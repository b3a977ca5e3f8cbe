//! CLI command implementations.

pub mod common;
pub mod devices;
pub mod info;
pub mod midi_dump;
pub mod render;
pub mod sequence;
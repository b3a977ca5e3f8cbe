//! Engine configuration file format.

use cadence_core::{AudioConfig, SampleFormat};
use cadence_thread::TreeConfig;
use serde::{Deserialize, Serialize};
use std::fmt;
use std::path::Path;
use std::str::FromStr;

use crate::error::ConfigError;
use crate::validation::{
    MAX_AUDIO_CHANNELS, MAX_BUFFER_SIZE, MAX_PRECISION, MAX_SAMPLERATE, MIN_BUFFER_SIZE, MIN_FREQ,
    MIN_SAMPLERATE, ValidationError, check_range,
};

/// Top-level engine settings.
///
/// Every field has a default, so an empty file is a valid configuration.
///
/// # TOML Format
///
/// ```toml
/// samplerate = 48000
/// buffer_size = 512
/// audio_channels = 2
/// format = "s16"
///
/// [thread]
/// freq = 93.75
/// timelock_cycles = 3
/// hangcheck_cycles = 8
/// max_precision = 1000.0
///
/// [soundcard]
/// backend = "cpal"
/// device = "USB Audio"
/// ```
#[derive(Debug, Clone, Serialize, Deserialize, PartialEq)]
#[serde(default)]
pub struct EngineConfig {
    /// Sample rate in Hz.
    pub samplerate: u32,
    /// Frames per buffer.
    pub buffer_size: usize,
    /// Interleaved output channels.
    pub audio_channels: usize,
    /// Storage format of new signals.
    pub format: SampleFormat,
    /// Thread tree timing.
    pub thread: ThreadConfig,
    /// Output device selection.
    pub soundcard: SoundcardConfig,
}

impl Default for EngineConfig {
    fn default() -> Self {
        Self {
            samplerate: 48000,
            buffer_size: 512,
            audio_channels: 2,
            format: SampleFormat::Signed16,
            thread: ThreadConfig::default(),
            soundcard: SoundcardConfig::default(),
        }
    }
}

/// Thread tree timing.
#[derive(Debug, Clone, Serialize, Deserialize, PartialEq)]
#[serde(default)]
pub struct ThreadConfig {
    /// Tics per second. Unset means `samplerate / buffer_size`.
    #[serde(skip_serializing_if = "Option::is_none")]
    pub freq: Option<f64>,
    /// Consecutive missed windows before a thread is skipped.
    pub timelock_cycles: u32,
    /// Tics a thread may lag before the tree counts as hung.
    pub hangcheck_cycles: u32,
    /// Fastest tic rate the tree may be driven at.
    pub max_precision: f64,
}

impl Default for ThreadConfig {
    fn default() -> Self {
        let tree = TreeConfig::default();
        Self {
            freq: None,
            timelock_cycles: tree.timelock_cycles,
            hangcheck_cycles: tree.hangcheck_cycles,
            max_precision: MAX_PRECISION,
        }
    }
}

/// Which soundcard implementation drives output.
#[derive(Debug, Clone, Copy, PartialEq, Eq, Default, Serialize, Deserialize)]
#[serde(rename_all = "lowercase")]
pub enum BackendKind {
    /// Render into memory, paced by the CPU.
    Offline,
    /// Live output through cpal.
    #[default]
    Cpal,
}

impl BackendKind {
    /// Name as written in configuration files.
    pub const fn name(self) -> &'static str {
        match self {
            BackendKind::Offline => "offline",
            BackendKind::Cpal => "cpal",
        }
    }
}

impl fmt::Display for BackendKind {
    fn fmt(&self, f: &mut fmt::Formatter<'_>) -> fmt::Result {
        f.write_str(self.name())
    }
}

impl FromStr for BackendKind {
    type Err = String;

    fn from_str(s: &str) -> Result<Self, Self::Err> {
        match s.to_ascii_lowercase().as_str() {
            "offline" => Ok(BackendKind::Offline),
            "cpal" => Ok(BackendKind::Cpal),
            other => Err(format!("unknown soundcard backend: {other}")),
        }
    }
}

/// Output device selection.
#[derive(Debug, Clone, Serialize, Deserialize, PartialEq, Default)]
#[serde(default)]
pub struct SoundcardConfig {
    /// Soundcard implementation.
    pub backend: BackendKind,
    /// Substring of the device name. Unset means the host default.
    #[serde(skip_serializing_if = "Option::is_none")]
    pub device: Option<String>,
}

impl EngineConfig {
    /// Load and validate a configuration from a TOML file.
    pub fn load(path: impl AsRef<Path>) -> Result<Self, ConfigError> {
        let path = path.as_ref();
        let content =
            std::fs::read_to_string(path).map_err(|e| ConfigError::read_file(path, e))?;
        let config = Self::from_toml_str(&content)?;
        tracing::debug!(path = %path.display(), "engine config loaded");
        Ok(config)
    }

    /// Parse and validate a configuration from a TOML string.
    pub fn from_toml_str(toml_str: &str) -> Result<Self, ConfigError> {
        let config: EngineConfig = toml::from_str(toml_str)?;
        config.check()?;
        Ok(config)
    }

    /// Save the configuration to a TOML file, creating parent directories.
    pub fn save(&self, path: impl AsRef<Path>) -> Result<(), ConfigError> {
        let path = path.as_ref();

        if let Some(parent) = path.parent()
            && !parent.as_os_str().is_empty()
            && !parent.exists()
        {
            std::fs::create_dir_all(parent).map_err(|e| ConfigError::create_dir(parent, e))?;
        }

        let content = self.to_toml()?;
        std::fs::write(path, content).map_err(|e| ConfigError::write_file(path, e))?;
        tracing::debug!(path = %path.display(), "engine config saved");
        Ok(())
    }

    /// Convert the configuration to a TOML string.
    pub fn to_toml(&self) -> Result<String, ConfigError> {
        Ok(toml::to_string_pretty(self)?)
    }

    /// Every problem with this configuration, in field order.
    pub fn validate(&self) -> Vec<ValidationError> {
        let mut errors = Vec::new();

        check_range(
            &mut errors,
            "samplerate",
            f64::from(self.samplerate),
            f64::from(MIN_SAMPLERATE),
            f64::from(MAX_SAMPLERATE),
        );
        check_range(
            &mut errors,
            "buffer_size",
            self.buffer_size as f64,
            MIN_BUFFER_SIZE as f64,
            MAX_BUFFER_SIZE as f64,
        );
        check_range(
            &mut errors,
            "audio_channels",
            self.audio_channels as f64,
            1.0,
            MAX_AUDIO_CHANNELS as f64,
        );
        if self.format == SampleFormat::Complex {
            errors.push(ValidationError::UnsupportedFormat(self.format.name().to_string()));
        }

        let thread = &self.thread;
        check_range(
            &mut errors,
            "thread.max_precision",
            thread.max_precision,
            MIN_FREQ,
            MAX_PRECISION,
        );
        if let Some(freq) = thread.freq {
            check_range(
                &mut errors,
                "thread.freq",
                freq,
                MIN_FREQ,
                thread.max_precision.clamp(MIN_FREQ, MAX_PRECISION),
            );
        }
        if thread.timelock_cycles == 0 {
            errors.push(ValidationError::Zero {
                field: "thread.timelock_cycles".to_string(),
            });
        }
        if thread.hangcheck_cycles == 0 {
            errors.push(ValidationError::Zero {
                field: "thread.hangcheck_cycles".to_string(),
            });
        }

        if self
            .soundcard
            .device
            .as_deref()
            .is_some_and(|device| device.trim().is_empty())
        {
            errors.push(ValidationError::EmptyDevice);
        }

        errors
    }

    /// Fold [`validate`](Self::validate) into a `Result`.
    pub fn check(&self) -> Result<(), ConfigError> {
        match ValidationError::collect(self.validate()) {
            Some(err) => Err(err.into()),
            None => Ok(()),
        }
    }

    /// Tic frequency the tree runs at.
    ///
    /// Without an explicit `thread.freq` one tic plays one buffer, capped at
    /// `thread.max_precision`.
    pub fn freq(&self) -> f64 {
        let derived = f64::from(self.samplerate) / self.buffer_size.max(1) as f64;
        self.thread
            .freq
            .unwrap_or(derived)
            .min(self.thread.max_precision)
    }

    /// Audio defaults for new machines.
    pub fn audio_config(&self) -> AudioConfig {
        AudioConfig {
            samplerate: self.samplerate,
            buffer_size: self.buffer_size,
            format: self.format,
        }
    }

    /// Timing for a new thread tree.
    pub fn tree_config(&self) -> TreeConfig {
        TreeConfig {
            freq: self.freq(),
            timelock_cycles: self.thread.timelock_cycles,
            hangcheck_cycles: self.thread.hangcheck_cycles,
            ..TreeConfig::default()
        }
    }
}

________________________

Task directions:
Every line in the data that holds the string "match" should be returned.

Result of the task:
        match self {
        match s.to_ascii_lowercase().as_str() {
        match ValidationError::collect(self.validate()) {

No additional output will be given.